**Task to carry out**
Lines containing the word "RuntimeConf" are the ones to copy from the records below.

Saved entries

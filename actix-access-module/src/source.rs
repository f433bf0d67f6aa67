// Copyright 2024 Wladimir Palant
//
// Licensed under the Apache License, Version 2.0 (the "License");
// you may not use this file except in compliance with the License.
// You may obtain a copy of the License at
//
// http://www.apache.org/licenses/LICENSE-2.0
//
// Unless required by applicable law or agreed to in writing, software
// distributed under the License is distributed on an "AS IS" BASIS,
// WITHOUT WARRANTIES OR CONDITIONS OF ANY KIND, either express or implied.
// See the License for the specific language governing permissions and
// limitations under the License.

//! Access event source reading actix-web’s request

use access_event::attributes::{
    INPUT_BUFFER_ATTRIBUTE, OUTPUT_BUFFER_ATTRIBUTE, REMOTE_USER_ATTRIBUTE,
};
use access_event::support::{
    collect_parameters, current_thread_name, default_port, elapsed_since, format_query_string,
    format_request_content, format_request_url, format_response_content, host_and_port,
    parse_cookies,
};
use access_event::{
    AccessEventSource, Headers, LocalPortStrategy, OrderedMap, RemoteUser, RequestAttributes,
    SessionId, NA,
};
use actix_web::http::header::{self, HeaderMap, HeaderName};
use actix_web::http::{Method, Uri, Version};
use actix_web::{HttpMessage, HttpRequest};
use once_cell::unsync::OnceCell;
use std::fmt::{Debug, Formatter};
use std::net::SocketAddr;
use std::time::{Duration, SystemTime};

fn header_str<'a>(headers: &'a HeaderMap, name: HeaderName) -> Option<&'a str> {
    headers.get(name).and_then(|value| value.to_str().ok())
}

/// Host and port as sent by the client, the proxy’s view if forwarded headers are trusted
#[derive(Debug)]
struct Authority {
    host: String,
    port: Option<u16>,
    scheme: String,
}

impl Authority {
    fn new(request: &HttpRequest, trusted: bool) -> Self {
        if trusted {
            let info = request.connection_info();
            let (host, port) = host_and_port(info.host());
            return Self {
                host: host.to_owned(),
                port,
                scheme: info.scheme().to_owned(),
            };
        }

        let config = request.app_config();
        let scheme = if config.secure() { "https" } else { "http" };
        let (host, port) = header_str(request.headers(), header::HOST)
            .map(host_and_port)
            .or_else(|| request.uri().host().map(|host| (host, request.uri().port_u16())))
            .unwrap_or_else(|| host_and_port(config.host()));
        Self {
            host: host.to_owned(),
            port,
            scheme: scheme.to_owned(),
        }
    }
}

/// Request data captured before the request is passed on
///
/// actix-web needs exclusive access to the request while routing, so no `HttpRequest` can be
/// kept until the response is complete.
#[derive(Debug)]
pub(crate) struct RequestHead {
    method: Method,
    uri: Uri,
    version: Version,
    headers: HeaderMap,
    peer_addr: Option<SocketAddr>,
    local_addr: SocketAddr,
    authority: Authority,
    forwarded_for: Option<String>,
}

impl RequestHead {
    /// Captures the request, forwarded headers are only considered if `trusted` is `true`
    pub(crate) fn new(request: &HttpRequest, trusted: bool) -> Self {
        let forwarded_for = if trusted {
            request
                .connection_info()
                .realip_remote_addr()
                .map(|addr| host_and_port(addr).0.to_owned())
        } else {
            None
        };

        Self {
            method: request.method().clone(),
            uri: request.uri().clone(),
            version: request.version(),
            headers: request.headers().clone(),
            peer_addr: request.peer_addr(),
            local_addr: request.app_config().local_addr(),
            authority: Authority::new(request, trusted),
            forwarded_for,
        }
    }

    pub(crate) fn path(&self) -> &str {
        self.uri.path()
    }
}

/// Values handlers store in the request extensions
#[derive(Debug, Default)]
pub(crate) struct Identity {
    pub(crate) remote_user: Option<String>,
    pub(crate) session_id: Option<String>,
}

impl Identity {
    pub(crate) fn new(request: &HttpRequest) -> Self {
        let extensions = request.extensions();
        Self {
            remote_user: extensions
                .get::<RemoteUser>()
                .map(|RemoteUser(user)| user.clone()),
            session_id: extensions
                .get::<SessionId>()
                .map(|SessionId(id)| id.clone()),
        }
    }
}

/// A completed request/response exchange
#[derive(Debug)]
pub(crate) struct Exchange {
    pub(crate) head: RequestHead,
    pub(crate) identity: Identity,
    pub(crate) start: SystemTime,
    pub(crate) attributes: RequestAttributes,
    pub(crate) status: u16,
    pub(crate) response_headers: HeaderMap,
    pub(crate) bytes_sent: u64,
}

/// Access event source reading a completed exchange
pub(crate) struct ActixAccessSource<'a> {
    exchange: &'a Exchange,
    local_port_strategy: LocalPortStrategy,
    timestamp: SystemTime,
    thread_name: String,
    remote_addr: OnceCell<String>,
    protocol: OnceCell<String>,
    query_string: OnceCell<String>,
    request_url: OnceCell<String>,
    request_headers: OnceCell<Headers>,
    cookies: OnceCell<OrderedMap<String>>,
    parameters: OnceCell<OrderedMap<Vec<String>>>,
    attributes: OnceCell<OrderedMap<String>>,
    request_content: OnceCell<Option<String>>,
    response_headers: OnceCell<Headers>,
    response_content: OnceCell<Option<String>>,
}

impl Debug for ActixAccessSource<'_> {
    fn fmt(&self, f: &mut Formatter<'_>) -> std::fmt::Result {
        f.debug_struct("ActixAccessSource")
            .field("request_url", &self.request_url())
            .field("status_code", &self.status_code())
            .finish_non_exhaustive()
    }
}

impl<'a> ActixAccessSource<'a> {
    pub(crate) fn new(exchange: &'a Exchange, local_port_strategy: LocalPortStrategy) -> Self {
        Self {
            exchange,
            local_port_strategy,
            timestamp: SystemTime::now(),
            thread_name: current_thread_name(),
            remote_addr: OnceCell::new(),
            protocol: OnceCell::new(),
            query_string: OnceCell::new(),
            request_url: OnceCell::new(),
            request_headers: OnceCell::new(),
            cookies: OnceCell::new(),
            parameters: OnceCell::new(),
            attributes: OnceCell::new(),
            request_content: OnceCell::new(),
            response_headers: OnceCell::new(),
            response_content: OnceCell::new(),
        }
    }

    fn head(&self) -> &'a RequestHead {
        &self.exchange.head
    }

    fn content_type(&self) -> Option<&'a str> {
        header_str(&self.head().headers, header::CONTENT_TYPE)
    }
}

impl AccessEventSource for ActixAccessSource<'_> {
    fn timestamp(&self) -> SystemTime {
        self.timestamp
    }

    fn elapsed_time(&self) -> Option<Duration> {
        elapsed_since(self.exchange.start, self.timestamp)
    }

    fn thread_name(&self) -> &str {
        &self.thread_name
    }

    fn server_name(&self) -> &str {
        let host = &self.head().authority.host;
        if host.is_empty() {
            NA
        } else {
            host
        }
    }

    fn local_port(&self) -> u16 {
        let head = self.head();
        match self.local_port_strategy {
            LocalPortStrategy::Local => head.local_addr.port(),
            LocalPortStrategy::Server => head
                .authority
                .port
                .unwrap_or_else(|| default_port(&head.authority.scheme)),
        }
    }

    fn remote_addr(&self) -> &str {
        self.remote_addr.get_or_init(|| {
            let head = self.head();
            head.forwarded_for.clone().unwrap_or_else(|| {
                head.peer_addr
                    .map(|addr| addr.ip().to_string())
                    .unwrap_or_else(|| NA.to_owned())
            })
        })
    }

    fn remote_host(&self) -> &str {
        self.remote_addr()
    }

    fn remote_user(&self) -> Option<&str> {
        self.exchange
            .identity
            .remote_user
            .as_deref()
            .or_else(|| self.attribute_map().get(REMOTE_USER_ATTRIBUTE).map(String::as_str))
    }

    fn protocol(&self) -> &str {
        self.protocol
            .get_or_init(|| format!("{:?}", self.head().version))
    }

    fn method(&self) -> &str {
        self.head().method.as_str()
    }

    fn request_uri(&self) -> &str {
        self.head().path()
    }

    fn query_string(&self) -> &str {
        self.query_string
            .get_or_init(|| format_query_string(self.head().uri.query()))
    }

    fn request_url(&self) -> &str {
        self.request_url.get_or_init(|| {
            format_request_url(
                self.method(),
                self.request_uri(),
                self.query_string(),
                self.protocol(),
            )
        })
    }

    fn request_header_map(&self) -> &Headers {
        self.request_headers
            .get_or_init(|| self.head().headers.iter().collect())
    }

    fn cookie_map(&self) -> &OrderedMap<String> {
        self.cookies.get_or_init(|| {
            parse_cookies(
                self.head()
                    .headers
                    .get_all(header::COOKIE)
                    .filter_map(|value| value.to_str().ok()),
            )
        })
    }

    fn request_parameter_map(&self) -> &OrderedMap<Vec<String>> {
        self.parameters.get_or_init(|| {
            let body = self.exchange.attributes.get_bytes(INPUT_BUFFER_ATTRIBUTE);
            collect_parameters(
                self.head().uri.query(),
                self.content_type(),
                body.as_deref(),
            )
        })
    }

    fn attribute_map(&self) -> &OrderedMap<String> {
        self.attributes
            .get_or_init(|| self.exchange.attributes.to_map())
    }

    fn session_id(&self) -> Option<&str> {
        self.exchange.identity.session_id.as_deref()
    }

    fn request_content(&self) -> Option<&str> {
        self.request_content
            .get_or_init(|| {
                let body = self.exchange.attributes.get_bytes(INPUT_BUFFER_ATTRIBUTE);
                format_request_content(
                    self.method(),
                    self.content_type(),
                    self.request_parameter_map(),
                    body.as_deref(),
                )
            })
            .as_deref()
    }

    fn status_code(&self) -> u16 {
        self.exchange.status
    }

    fn response_header_map(&self) -> &Headers {
        self.response_headers
            .get_or_init(|| self.exchange.response_headers.iter().collect())
    }

    fn content_length(&self) -> u64 {
        self.exchange.bytes_sent
    }

    fn response_content(&self) -> Option<&str> {
        self.response_content
            .get_or_init(|| {
                let body = self.exchange.attributes.get_bytes(OUTPUT_BUFFER_ATTRIBUTE);
                format_response_content(
                    self.response_header_map().get("content-type"),
                    body.as_deref(),
                )
            })
            .as_deref()
    }
}
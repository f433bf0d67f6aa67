// Copyright 2024 Wladimir Palant
//
// Licensed under the Apache License, Version 2.0 (the "License");
// you may not use this file except in compliance with the License.
// You may obtain a copy of the License at
//
// http://www.apache.org/licenses/LICENSE-2.0
//
// Unless required by applicable law or agreed to in writing, software
// distributed under the License is distributed on an "AS IS" BASIS,
// WITHOUT WARRANTIES OR CONDITIONS OF ANY KIND, either express or implied.
// See the License for the specific language governing permissions and
// limitations under the License.

//! Structures handling command line options and YAML deserialization of the access log settings

use access_event::LocalPortStrategy;
use clap::Args;
use log::trace;
use serde::de::DeserializeOwned;
use serde::Deserialize;
use std::fmt::Debug;
use std::fs::File;
use std::io::BufReader;
use std::path::Path;

use crate::{Environment, Error};

/// Command line options of the access log
#[derive(Debug, Default, Clone, PartialEq, Eq, Args)]
pub struct AccessLogOpt {
    /// Access log configuration file
    ///
    /// Accepts file paths as well as `classpath:` locations.
    #[arg(long)]
    pub access_log_config: Option<String>,

    /// Disable the access log
    #[arg(long)]
    pub access_log_disabled: bool,

    /// Activate a profile of the access log configuration (can be repeated)
    #[arg(long = "profile")]
    pub profiles: Vec<String>,
}

/// Settings specific to one web server runtime
///
/// Values that aren’t set fall back to the shared settings.
#[derive(Debug, Default, Clone, PartialEq, Eq, Deserialize)]
#[serde(default)]
pub struct RuntimeConf {
    /// Source of the local port
    pub local_port_strategy: Option<LocalPortStrategy>,
    /// Whether forwarded address, host, port and protocol are trusted
    ///
    /// If unset, Pingora and tower trust these once a forwarded headers component marked the
    /// request. actix-web doesn’t trust them unless enabled.
    pub request_attributes_enabled: Option<bool>,
}

impl RuntimeConf {
    /// Determines the effective local port strategy for this runtime
    pub fn local_port_strategy(&self, shared: LocalPortStrategy) -> LocalPortStrategy {
        self.local_port_strategy.unwrap_or(shared)
    }
}

/// Request and response body capture settings
#[derive(Debug, Default, Clone, PartialEq, Eq, Deserialize)]
#[serde(default)]
pub struct TeeFilterConf {
    /// Enables body capture
    pub enabled: bool,
    /// Host name patterns bodies are captured for, all hosts if empty
    pub includes: Vec<String>,
    /// Host name patterns bodies are never captured for
    pub excludes: Vec<String>,
}

/// Access log settings
#[derive(Debug, Clone, PartialEq, Eq, Deserialize)]
#[serde(default)]
pub struct AccessLogConf {
    /// If `false`, no access log is set up
    pub enabled: bool,
    /// Configuration file location, searched in the default locations if unset
    pub config: Option<String>,
    /// Source of the local port unless overridden per runtime
    pub local_port_strategy: LocalPortStrategy,
    /// Pingora integration settings
    pub pingora: RuntimeConf,
    /// tower integration settings
    pub tower: RuntimeConf,
    /// actix-web integration settings
    pub actix: RuntimeConf,
    /// Body capture settings
    pub tee_filter: TeeFilterConf,
}

impl Default for AccessLogConf {
    fn default() -> Self {
        Self {
            enabled: true,
            config: None,
            local_port_strategy: LocalPortStrategy::default(),
            pingora: RuntimeConf::default(),
            tower: RuntimeConf::default(),
            actix: RuntimeConf::default(),
            tee_filter: TeeFilterConf::default(),
        }
    }
}

/// Access log settings along with the environment of the host application
#[derive(Debug, Default, Clone, PartialEq, Eq, Deserialize)]
#[serde(default)]
pub struct AccessLogSettings {
    /// Access log settings
    pub access_log: AccessLogConf,
    /// Profiles and properties available to the configuration file
    pub environment: Environment,
}

impl AccessLogSettings {
    /// Merges the command line options into the current settings. Any command line options
    /// present overwrite existing settings.
    pub fn merge_with_opt(&mut self, opt: AccessLogOpt) {
        if let Some(config) = opt.access_log_config {
            self.access_log.config = Some(config);
        }
        if opt.access_log_disabled {
            self.access_log.enabled = false;
        }
        if !opt.profiles.is_empty() {
            self.environment.profiles = opt.profiles;
        }
    }
}

/// Trait for settings structures that can be loaded from YAML files. This trait has a blanket
/// implementation for any structure implementing [`serde::Deserialize`].
pub trait FromYaml {
    /// Loads settings from a YAML file.
    fn load_from_yaml<P>(path: P) -> Result<Self, Error>
    where
        P: AsRef<Path>,
        Self: Sized;
}

impl<D> FromYaml for D
where
    D: DeserializeOwned + Debug + ?Sized,
{
    fn load_from_yaml<P: AsRef<Path>>(path: P) -> Result<Self, Error> {
        let path = path.as_ref();
        let file = File::open(path).map_err(|source| Error::Io {
            path: path.to_path_buf(),
            source,
        })?;
        let reader = BufReader::new(file);

        let conf = serde_yaml::from_reader(reader)?;
        trace!("Loaded settings file: {conf:#?}");

        Ok(conf)
    }
}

**Task response**
pub struct RuntimeConf {
impl RuntimeConf {
    pub pingora: RuntimeConf,
    pub tower: RuntimeConf,
    pub actix: RuntimeConf,
            pingora: RuntimeConf::default(),
            tower: RuntimeConf::default(),
            actix: RuntimeConf::default(),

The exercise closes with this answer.